** Opening Task material block **
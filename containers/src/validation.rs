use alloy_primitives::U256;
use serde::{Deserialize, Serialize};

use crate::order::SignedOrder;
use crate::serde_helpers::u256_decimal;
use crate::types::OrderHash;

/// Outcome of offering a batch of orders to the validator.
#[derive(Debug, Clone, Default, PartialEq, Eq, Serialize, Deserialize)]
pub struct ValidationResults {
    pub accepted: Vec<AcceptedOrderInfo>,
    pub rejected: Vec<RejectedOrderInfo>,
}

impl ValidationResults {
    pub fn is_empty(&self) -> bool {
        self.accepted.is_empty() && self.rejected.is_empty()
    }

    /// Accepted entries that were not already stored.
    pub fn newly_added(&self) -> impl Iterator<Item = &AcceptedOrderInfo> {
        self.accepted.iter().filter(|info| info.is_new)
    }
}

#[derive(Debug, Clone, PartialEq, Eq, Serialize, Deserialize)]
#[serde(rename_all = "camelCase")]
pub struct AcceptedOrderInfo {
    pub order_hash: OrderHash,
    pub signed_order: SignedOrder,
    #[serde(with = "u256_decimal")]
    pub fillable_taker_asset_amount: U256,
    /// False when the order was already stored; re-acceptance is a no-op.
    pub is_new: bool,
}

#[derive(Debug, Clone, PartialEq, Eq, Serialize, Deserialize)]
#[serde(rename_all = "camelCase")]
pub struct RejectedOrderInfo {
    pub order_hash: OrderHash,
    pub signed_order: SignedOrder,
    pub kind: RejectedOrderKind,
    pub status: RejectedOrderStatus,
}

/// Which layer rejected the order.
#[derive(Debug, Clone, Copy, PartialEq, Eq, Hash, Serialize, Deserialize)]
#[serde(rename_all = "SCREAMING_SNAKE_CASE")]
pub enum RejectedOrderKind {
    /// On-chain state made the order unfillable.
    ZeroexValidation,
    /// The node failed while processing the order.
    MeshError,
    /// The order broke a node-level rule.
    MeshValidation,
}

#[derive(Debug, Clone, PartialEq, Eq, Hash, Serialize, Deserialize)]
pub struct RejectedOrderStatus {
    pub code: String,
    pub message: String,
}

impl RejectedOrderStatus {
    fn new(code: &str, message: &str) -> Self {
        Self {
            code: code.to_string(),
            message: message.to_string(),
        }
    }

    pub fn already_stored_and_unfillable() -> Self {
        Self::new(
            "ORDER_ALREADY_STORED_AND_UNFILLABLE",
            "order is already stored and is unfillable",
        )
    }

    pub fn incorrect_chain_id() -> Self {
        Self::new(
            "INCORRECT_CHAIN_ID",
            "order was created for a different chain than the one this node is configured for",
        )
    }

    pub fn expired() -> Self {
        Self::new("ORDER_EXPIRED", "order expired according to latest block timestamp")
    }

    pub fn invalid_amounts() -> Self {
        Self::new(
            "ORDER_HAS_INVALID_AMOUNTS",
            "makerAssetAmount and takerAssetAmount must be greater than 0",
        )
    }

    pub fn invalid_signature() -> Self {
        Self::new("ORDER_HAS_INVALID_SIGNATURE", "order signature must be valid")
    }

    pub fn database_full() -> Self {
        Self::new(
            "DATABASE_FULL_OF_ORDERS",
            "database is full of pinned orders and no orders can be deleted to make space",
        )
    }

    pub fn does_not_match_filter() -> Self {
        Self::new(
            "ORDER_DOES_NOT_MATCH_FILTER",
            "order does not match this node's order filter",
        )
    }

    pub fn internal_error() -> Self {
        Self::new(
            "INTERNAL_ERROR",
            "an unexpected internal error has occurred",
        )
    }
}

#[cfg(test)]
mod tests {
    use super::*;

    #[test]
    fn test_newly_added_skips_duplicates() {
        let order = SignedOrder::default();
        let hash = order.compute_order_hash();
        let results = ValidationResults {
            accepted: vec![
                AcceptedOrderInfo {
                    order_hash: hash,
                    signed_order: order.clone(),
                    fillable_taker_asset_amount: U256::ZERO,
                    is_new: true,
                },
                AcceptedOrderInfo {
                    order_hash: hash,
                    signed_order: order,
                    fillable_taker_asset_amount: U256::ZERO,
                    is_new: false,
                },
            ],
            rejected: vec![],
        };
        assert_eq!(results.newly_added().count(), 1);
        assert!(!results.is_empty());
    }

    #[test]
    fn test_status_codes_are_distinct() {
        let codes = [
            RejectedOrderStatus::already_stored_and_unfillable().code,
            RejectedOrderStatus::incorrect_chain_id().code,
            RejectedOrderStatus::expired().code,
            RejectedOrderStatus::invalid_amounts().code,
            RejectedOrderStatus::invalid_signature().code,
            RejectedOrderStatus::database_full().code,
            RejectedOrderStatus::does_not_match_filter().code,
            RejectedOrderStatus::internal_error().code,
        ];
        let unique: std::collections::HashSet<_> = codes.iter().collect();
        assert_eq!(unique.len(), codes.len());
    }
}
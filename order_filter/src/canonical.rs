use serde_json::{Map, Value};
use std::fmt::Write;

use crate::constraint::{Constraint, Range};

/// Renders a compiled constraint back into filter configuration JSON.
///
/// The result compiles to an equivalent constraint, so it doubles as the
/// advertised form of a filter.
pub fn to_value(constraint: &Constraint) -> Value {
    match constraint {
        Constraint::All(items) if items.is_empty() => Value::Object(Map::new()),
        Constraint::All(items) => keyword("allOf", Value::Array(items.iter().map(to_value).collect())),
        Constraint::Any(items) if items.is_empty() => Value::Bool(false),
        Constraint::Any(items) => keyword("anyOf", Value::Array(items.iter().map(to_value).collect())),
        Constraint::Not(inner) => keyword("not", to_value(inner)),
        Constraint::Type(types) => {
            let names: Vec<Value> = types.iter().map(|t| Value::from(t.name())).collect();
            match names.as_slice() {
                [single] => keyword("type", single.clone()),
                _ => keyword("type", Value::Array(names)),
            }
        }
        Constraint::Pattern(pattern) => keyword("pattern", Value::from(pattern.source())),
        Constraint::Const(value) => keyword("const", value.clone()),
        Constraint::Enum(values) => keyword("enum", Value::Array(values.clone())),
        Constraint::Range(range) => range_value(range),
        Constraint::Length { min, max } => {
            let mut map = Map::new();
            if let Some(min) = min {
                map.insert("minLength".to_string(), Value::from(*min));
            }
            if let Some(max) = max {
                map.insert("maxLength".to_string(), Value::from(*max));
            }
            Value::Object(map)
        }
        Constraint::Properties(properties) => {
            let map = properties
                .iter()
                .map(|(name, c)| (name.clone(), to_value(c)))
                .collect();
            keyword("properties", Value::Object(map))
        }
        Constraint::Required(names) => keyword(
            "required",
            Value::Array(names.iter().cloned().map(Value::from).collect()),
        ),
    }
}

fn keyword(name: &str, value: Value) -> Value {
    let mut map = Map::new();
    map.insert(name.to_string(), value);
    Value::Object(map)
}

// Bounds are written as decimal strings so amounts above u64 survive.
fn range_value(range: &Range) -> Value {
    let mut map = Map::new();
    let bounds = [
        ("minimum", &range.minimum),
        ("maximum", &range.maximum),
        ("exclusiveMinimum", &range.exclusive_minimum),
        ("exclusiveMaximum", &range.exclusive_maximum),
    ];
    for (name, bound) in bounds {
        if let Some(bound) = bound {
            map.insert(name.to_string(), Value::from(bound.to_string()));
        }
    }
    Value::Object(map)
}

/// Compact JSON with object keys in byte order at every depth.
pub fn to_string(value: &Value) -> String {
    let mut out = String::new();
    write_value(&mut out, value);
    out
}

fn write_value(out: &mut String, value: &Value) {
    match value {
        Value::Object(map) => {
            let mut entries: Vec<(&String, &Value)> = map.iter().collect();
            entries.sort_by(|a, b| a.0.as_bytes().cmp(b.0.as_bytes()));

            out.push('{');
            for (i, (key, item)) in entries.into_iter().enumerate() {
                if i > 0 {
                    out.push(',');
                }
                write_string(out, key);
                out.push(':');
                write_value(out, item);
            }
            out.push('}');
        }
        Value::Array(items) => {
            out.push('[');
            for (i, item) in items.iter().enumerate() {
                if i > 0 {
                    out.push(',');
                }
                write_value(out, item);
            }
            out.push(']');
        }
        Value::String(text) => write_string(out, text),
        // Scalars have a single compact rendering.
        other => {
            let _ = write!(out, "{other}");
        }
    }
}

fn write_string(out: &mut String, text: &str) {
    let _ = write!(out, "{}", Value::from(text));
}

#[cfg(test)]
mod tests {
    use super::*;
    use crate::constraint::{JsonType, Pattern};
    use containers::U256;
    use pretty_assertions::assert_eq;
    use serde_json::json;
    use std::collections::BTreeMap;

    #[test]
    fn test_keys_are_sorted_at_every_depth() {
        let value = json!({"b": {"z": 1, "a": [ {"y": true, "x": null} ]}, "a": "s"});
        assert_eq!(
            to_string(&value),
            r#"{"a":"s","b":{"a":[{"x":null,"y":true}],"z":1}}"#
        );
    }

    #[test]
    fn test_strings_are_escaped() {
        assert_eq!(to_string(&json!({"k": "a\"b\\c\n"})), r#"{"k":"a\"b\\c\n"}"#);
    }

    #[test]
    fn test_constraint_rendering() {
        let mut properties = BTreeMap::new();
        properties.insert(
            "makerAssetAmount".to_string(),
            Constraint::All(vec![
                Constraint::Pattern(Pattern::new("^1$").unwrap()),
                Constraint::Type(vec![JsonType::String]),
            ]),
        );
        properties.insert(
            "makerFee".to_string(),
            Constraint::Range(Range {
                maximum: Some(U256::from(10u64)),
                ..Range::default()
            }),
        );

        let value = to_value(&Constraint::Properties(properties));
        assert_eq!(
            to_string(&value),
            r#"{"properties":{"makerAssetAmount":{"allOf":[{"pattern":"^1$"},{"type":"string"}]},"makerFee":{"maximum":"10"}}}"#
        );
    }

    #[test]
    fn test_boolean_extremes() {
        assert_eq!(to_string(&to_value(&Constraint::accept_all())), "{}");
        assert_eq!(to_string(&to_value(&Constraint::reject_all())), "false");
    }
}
** Closing Task material block **
• **Task item**:
A complete answer lists each line of the data that holds the word "filename".

• **The completed task**:
filename containers/src/validation.rs
filename order_filter/src/canonical.rs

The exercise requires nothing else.